Since 2010, workers in oilfields in Montana and North Dakota have been injured due to a process called fracking, or hydraulic fracturing, according to Safety Agency to Probe Fracking Risks After Deaths of 4 Workers.
Fracking exposes workers to dangerously high levels of volatile hydrocarbons, according to the National Institute for Occupational Safety and Health [NIOSH]. Workers exposed to the practice are subjects of new NIOSH research according to agency spokeswoman Christina Spring.

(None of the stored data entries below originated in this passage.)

//! Google Gemini streaming provider

use super::types::{HistoryMessage, Payload, PayloadPart, Role, TextDelta};
use super::{DeltaStream, LlmError, ModelService, StreamSession};
use async_trait::async_trait;
use futures::StreamExt;
use reqwest::Client;
use serde::{Deserialize, Serialize};
use std::sync::{Arc, Mutex};
use std::time::Duration;

pub const DEFAULT_BASE_URL: &str = "https://generativelanguage.googleapis.com";
pub const DEFAULT_MODEL: &str = "gemini-1.5-flash";

/// Finish reasons that mean the answer was withheld
const BLOCKED_FINISH_REASONS: &[&str] = &[
    "SAFETY",
    "RECITATION",
    "BLOCKLIST",
    "PROHIBITED_CONTENT",
    "SPII",
    "OTHER",
];

/// Connection settings for the Gemini API
#[derive(Debug, Clone)]
pub struct GeminiConfig {
    pub api_key: String,
    pub model: String,
    pub base_url: String,
}

impl GeminiConfig {
    pub fn new(api_key: impl Into<String>) -> Self {
        Self {
            api_key: api_key.into(),
            model: DEFAULT_MODEL.to_string(),
            base_url: DEFAULT_BASE_URL.to_string(),
        }
    }
}

/// Gemini service implementation
pub struct GeminiService {
    client: Client,
    api_key: String,
    stream_url: String,
    model_id: String,
}

impl GeminiService {
    pub fn new(config: &GeminiConfig) -> Result<Self, LlmError> {
        // No overall timeout: a turn streams for as long as the model keeps producing.
        let client = Client::builder()
            .connect_timeout(Duration::from_secs(10))
            .build()
            .map_err(|e| LlmError::unknown(format!("Failed to create HTTP client: {e}")))?;

        let stream_url = format!(
            "{}/v1beta/models/{}:streamGenerateContent?alt=sse",
            config.base_url.trim_end_matches('/'),
            config.model
        );

        Ok(Self {
            client,
            api_key: config.api_key.clone(),
            stream_url,
            model_id: config.model.clone(),
        })
    }
}

impl ModelService for GeminiService {
    fn open_session(&self, history: &[HistoryMessage]) -> Arc<dyn StreamSession> {
        let contents = history
            .iter()
            .filter(|m| !m.text().is_empty())
            .map(|m| GeminiContent {
                role: match m.role {
                    Role::User => "user".to_string(),
                    Role::Model => "model".to_string(),
                },
                parts: vec![GeminiPart::Text {
                    text: m.text().to_string(),
                }],
            })
            .collect();

        Arc::new(GeminiChatSession {
            client: self.client.clone(),
            api_key: self.api_key.clone(),
            stream_url: self.stream_url.clone(),
            history: Arc::new(Mutex::new(contents)),
        })
    }

    fn model_id(&self) -> &str {
        &self.model_id
    }
}

/// A Gemini chat that keeps its own accumulated context
pub struct GeminiChatSession {
    client: Client,
    api_key: String,
    stream_url: String,
    history: Arc<Mutex<Vec<GeminiContent>>>,
}

#[async_trait]
impl StreamSession for GeminiChatSession {
    async fn send_and_stream(&self, payload: &Payload) -> Result<DeltaStream, LlmError> {
        let user_content = GeminiContent::from_payload(payload);
        let mut contents = self
            .history
            .lock()
            .map_err(|_| LlmError::unknown("Session context poisoned"))?
            .clone();
        contents.push(user_content.clone());

        let response = self
            .client
            .post(&self.stream_url)
            .header("x-goog-api-key", &self.api_key)
            .json(&GeminiRequest { contents })
            .send()
            .await?;

        let status = response.status();
        if !status.is_success() {
            let body = response
                .text()
                .await
                .map_err(|e| LlmError::network(format!("Failed to read response: {e}")))?;
            let message = serde_json::from_str::<GeminiErrorResponse>(&body)
                .map_or(body, |r| r.error.message);
            return Err(LlmError::from_status(status.as_u16(), &message));
        }

        let history = Arc::clone(&self.history);
        let mut bytes = response.bytes_stream();

        Ok(Box::pin(async_stream::stream! {
            let mut lines = SseLineBuffer::default();
            let mut answer = String::new();
            let mut failure: Option<LlmError> = None;

            'read: while let Some(chunk) = bytes.next().await {
                let chunk = match chunk {
                    Ok(c) => c,
                    Err(e) => {
                        failure = Some(LlmError::from(e));
                        break;
                    }
                };
                lines.extend(&chunk);
                while let Some(line) = lines.next_line() {
                    match line.and_then(|l| parse_sse_line(&l)) {
                        Ok(Some(text)) => {
                            answer.push_str(&text);
                            yield Ok(TextDelta::new(text));
                        }
                        Ok(None) => {}
                        Err(e) => {
                            failure = Some(e);
                            break 'read;
                        }
                    }
                }
            }

            if failure.is_none() {
                if let Some(rest) = lines.finish() {
                    match rest.and_then(|l| parse_sse_line(&l)) {
                        Ok(Some(text)) => {
                            answer.push_str(&text);
                            yield Ok(TextDelta::new(text));
                        }
                        Ok(None) => {}
                        Err(e) => failure = Some(e),
                    }
                }
            }

            match failure {
                Some(e) => yield Err(e),
                None => {
                    if let Ok(mut h) = history.lock() {
                        h.push(user_content);
                        h.push(GeminiContent {
                            role: "model".to_string(),
                            parts: vec![GeminiPart::Text { text: answer }],
                        });
                    }
                }
            }
        }))
    }
}

/// Splits a byte stream into complete lines, decoding each as UTF-8 only once whole
#[derive(Debug, Default)]
struct SseLineBuffer {
    pending: Vec<u8>,
}

impl SseLineBuffer {
    fn extend(&mut self, bytes: &[u8]) {
        self.pending.extend_from_slice(bytes);
    }

    fn next_line(&mut self) -> Option<Result<String, LlmError>> {
        let end = self.pending.iter().position(|b| *b == b'\n')?;
        let mut line: Vec<u8> = self.pending.drain(..=end).collect();
        line.pop();
        Some(decode_line(line))
    }

    fn finish(&mut self) -> Option<Result<String, LlmError>> {
        if self.pending.iter().all(u8::is_ascii_whitespace) {
            return None;
        }
        Some(decode_line(std::mem::take(&mut self.pending)))
    }
}

fn decode_line(mut line: Vec<u8>) -> Result<String, LlmError> {
    if line.last() == Some(&b'\r') {
        line.pop();
    }
    String::from_utf8(line).map_err(|e| LlmError::malformed(format!("Invalid UTF-8 in stream: {e}")))
}

/// Parse one SSE line; only `data:` lines carry chunks
fn parse_sse_line(line: &str) -> Result<Option<String>, LlmError> {
    let Some(data) = line.strip_prefix("data:") else {
        return Ok(None);
    };
    parse_chunk(data.trim_start())
}

/// Extract the delta text from one streamed `GenerateContentResponse`
fn parse_chunk(data: &str) -> Result<Option<String>, LlmError> {
    let chunk: GeminiStreamChunk = serde_json::from_str(data)
        .map_err(|e| LlmError::malformed(format!("Failed to parse chunk: {e}")))?;

    if let Some(error) = chunk.error {
        return Err(LlmError::remote(format!("Model error: {}", error.message)));
    }

    if let Some(reason) = chunk.prompt_feedback.and_then(|f| f.block_reason) {
        return Err(LlmError::remote(format!("Prompt blocked ({reason})")));
    }

    let Some(candidate) = chunk.candidates.into_iter().next() else {
        return Ok(None);
    };

    let text: String = candidate
        .content
        .map(|c| {
            c.parts
                .into_iter()
                .filter(|p| !p.thought.unwrap_or(false))
                .filter_map(|p| p.text)
                .collect()
        })
        .unwrap_or_default();

    if text.is_empty() {
        if let Some(reason) = candidate.finish_reason.as_deref() {
            if BLOCKED_FINISH_REASONS.contains(&reason) {
                return Err(LlmError::remote(format!("Response blocked ({reason})")));
            }
        }
        return Ok(None);
    }

    Ok(Some(text))
}

// Gemini API types

#[derive(Debug, Serialize)]
struct GeminiRequest {
    contents: Vec<GeminiContent>,
}

#[derive(Debug, Clone, Serialize)]
struct GeminiContent {
    role: String,
    parts: Vec<GeminiPart>,
}

impl GeminiContent {
    fn from_payload(payload: &Payload) -> Self {
        let parts = payload
            .parts
            .iter()
            .map(|part| match part {
                PayloadPart::Inline(inline) => GeminiPart::InlineData {
                    inline_data: GeminiInlineData {
                        data: inline.data.clone(),
                        mime_type: inline.mime_type.clone(),
                    },
                },
                PayloadPart::Text { text } => GeminiPart::Text { text: text.clone() },
            })
            .collect();
        Self {
            role: "user".to_string(),
            parts,
        }
    }
}

#[derive(Debug, Clone, Serialize)]
#[serde(untagged)]
enum GeminiPart {
    Text {
        text: String,
    },
    InlineData {
        #[serde(rename = "inlineData")]
        inline_data: GeminiInlineData,
    },
}

#[derive(Debug, Clone, Serialize)]
#[serde(rename_all = "camelCase")]
struct GeminiInlineData {
    data: String,
    mime_type: String,
}

#[derive(Debug, Deserialize)]
#[serde(rename_all = "camelCase")]
struct GeminiStreamChunk {
    #[serde(default)]
    candidates: Vec<GeminiCandidate>,
    prompt_feedback: Option<GeminiPromptFeedback>,
    error: Option<GeminiError>,
}

#[derive(Debug, Deserialize)]
#[serde(rename_all = "camelCase")]
struct GeminiCandidate {
    content: Option<GeminiResponseContent>,
    finish_reason: Option<String>,
}

#[derive(Debug, Deserialize)]
struct GeminiResponseContent {
    #[serde(default)]
    parts: Vec<GeminiResponsePart>,
}

#[derive(Debug, Deserialize)]
struct GeminiResponsePart {
    text: Option<String>,
    thought: Option<bool>,
}

#[derive(Debug, Deserialize)]
#[serde(rename_all = "camelCase")]
struct GeminiPromptFeedback {
    block_reason: Option<String>,
}

#[derive(Debug, Deserialize)]
struct GeminiErrorResponse {
    error: GeminiError,
}

#[derive(Debug, Deserialize)]
struct GeminiError {
    message: String,
}
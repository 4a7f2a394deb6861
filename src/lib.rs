//! Chat relay - incremental chat-session synchronization
//!
//! Streams model answers into a local conversation log, persists each
//! finished turn to a remote chat store, and stages one image attachment
//! per turn on an external content host.

pub mod attachment;
pub mod config;
pub mod conversation;
pub mod llm;
pub mod runtime;
pub mod state_machine;
pub mod sync;
//! Effects produced by state transitions

use crate::attachment::AttachmentError;
use crate::conversation::Turn;
use crate::llm::{LlmError, Payload};
use crate::sync::PersistRequest;
use serde::Serialize;
use thiserror::Error;

/// Why a submission was abandoned
#[derive(Debug, Clone, PartialEq, Eq, Error, Serialize)]
#[serde(tag = "kind", content = "detail", rename_all = "snake_case")]
pub enum TurnFailure {
    #[error("Attachment failed: {0}")]
    Attachment(AttachmentError),
    #[error("Model stream failed: {0}")]
    Stream(LlmError),
}

/// Effects to be executed after state transition
#[derive(Debug, Clone)]
pub enum Effect {
    /// Block until the attachment stager resolves, then feed back `AttachmentResolved`
    AwaitAttachment { turn_id: u64 },

    /// Send the payload on the session's stream handle and consume the deltas
    RequestStream { turn_id: u64, payload: Payload },

    /// Publish the answer-in-progress buffer held by the new state
    PublishProgress { turn_id: u64 },

    /// Append a finished turn to the conversation log
    CommitTurn { turn_id: u64, turn: Turn },

    /// Hand a committed turn to the sync client
    PersistTurn {
        turn_id: u64,
        request: PersistRequest,
        attachment_attempt: Option<u64>,
    },

    /// Cancel the running attachment wait or stream
    AbortStream,

    NotifyFailure { turn_id: u64, failure: TurnFailure },

    /// Drop a failed attachment attempt once its failure has been reported
    DiscardAttachment { attempt: u64 },

    /// The controller accepts input again
    NotifyIdle,
}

The article explains the fracking process:
“In fracking, chemically treated water and sand are injected into shale rock to free trapped oil and gas. When the fluid returns to the surface as wastewater, it contains volatile hydrocarbons from the rock formation, according to the NIOSH. The fluid is temporarily stored in tanks or pits on the surface.”
When workers measure the fluid in the tanks by accessing the wastewater they are exposed to hydrocarbons. The result? “Hydrocarbons can affect the eyes, lungs and nervous system and at high levels also may lead to an abnormal heartbeat…”
Williston Basin in North Dakota was where the four deaths occurred. Some deaths are still being investigated.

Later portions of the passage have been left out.